La société de technologie de vote Smartmatic a demandé à un juge fédéral de rejeter une accusation pénale alléguant le blanchiment d'argent et la corruption liés à des contrats aux Philippines et au Venezuela, affirmant que le procès fait partie d'une « campagne de représailles » politique liée aux fausses allégations de l'ancien président Donald Trump sur les élections de 2020.
La société, par l'intermédiaire de sa société mère britannique SGO Corporation, déclare qu'elle coopère pleinement avec le ministère de la Justice depuis 2021, fournissant des millions de documents, et qu'elle croyait qu'elle était en voie de règlement avant l'élargissement de l'acte d'accusation.
Les procureurs allèguent que des fonds provenant d'un contrat de 300 millions de dollars du comté de Los Angeles ont été détournés par des compagnies de coquillages et de fausses factures, et que le co-fondateur Roger Pinate, qui ne travaille plus pour la société, a soudoyé l'ancien chef des élections du Venezuela avec une maison de luxe.

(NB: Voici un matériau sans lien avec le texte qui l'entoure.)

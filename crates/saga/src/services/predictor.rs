//! Cost predictor trait and in-memory implementation.

use std::collections::HashMap;
use std::sync::{Arc, RwLock};
use std::time::Duration;

use async_trait::async_trait;
use chrono::NaiveDate;
use common::MenuItemId;
use domain::Money;

use super::ServiceError;

/// Per-item unit cost prediction, typically an ML pricing model.
#[async_trait]
pub trait CostPredictor: Send + Sync {
    /// Predicts the unit price for a menu item given the order context.
    async fn predict(
        &self,
        menu_item_id: MenuItemId,
        quantity: u32,
        event_date: NaiveDate,
    ) -> Result<Money, ServiceError>;
}

#[derive(Debug, Default)]
struct PredictorState {
    prices: HashMap<MenuItemId, Money>,
    /// Fail this many upcoming calls before answering again.
    fail_next: u32,
    fail_always: bool,
    call_count: u32,
}

/// In-memory cost predictor for testing.
#[derive(Debug, Clone, Default)]
pub struct InMemoryCostPredictor {
    state: Arc<RwLock<PredictorState>>,
    delay: Arc<RwLock<Option<Duration>>>,
}

impl InMemoryCostPredictor {
    /// Creates a new in-memory predictor.
    pub fn new() -> Self {
        Self::default()
    }

    /// Sets the predicted unit price for a menu item.
    pub fn set_price(&self, menu_item_id: MenuItemId, price: Money) {
        self.state.write().unwrap().prices.insert(menu_item_id, price);
    }

    /// Fails the next `n` calls, then recovers.
    pub fn fail_next(&self, n: u32) {
        self.state.write().unwrap().fail_next = n;
    }

    /// Makes every call fail until reset.
    pub fn set_fail_always(&self, fail: bool) {
        self.state.write().unwrap().fail_always = fail;
    }

    /// Delays every call, for exercising per-attempt timeouts.
    pub fn set_delay(&self, delay: Option<Duration>) {
        *self.delay.write().unwrap() = delay;
    }

    /// Total number of prediction calls received.
    pub fn call_count(&self) -> u32 {
        self.state.read().unwrap().call_count
    }
}

#[async_trait]
impl CostPredictor for InMemoryCostPredictor {
    async fn predict(
        &self,
        menu_item_id: MenuItemId,
        _quantity: u32,
        _event_date: NaiveDate,
    ) -> Result<Money, ServiceError> {
        let delay = *self.delay.read().unwrap();
        if let Some(delay) = delay {
            tokio::time::sleep(delay).await;
        }

        let mut state = self.state.write().unwrap();
        state.call_count += 1;

        if state.fail_always {
            return Err(ServiceError::Unavailable("prediction model down".to_string()));
        }
        if state.fail_next > 0 {
            state.fail_next -= 1;
            return Err(ServiceError::Unavailable(
                "prediction model briefly down".to_string(),
            ));
        }

        state
            .prices
            .get(&menu_item_id)
            .copied()
            .ok_or_else(|| ServiceError::NotFound(format!("menu item {menu_item_id}")))
    }
}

Smartmatic maintient son déclin d'affaires dû à des fautes internes, et non à la couverture médiatique, bien qu'elle ait poursuivi les médias pour des allégations diffamatoires qui l'ont lié à la fraude électorale.
La Maison Blanche n'a pas fait de commentaires.
Smartmatic seeks to dismiss a criminal indictment, calling it a politically motivated retaliation tied to Trump’s false election claims.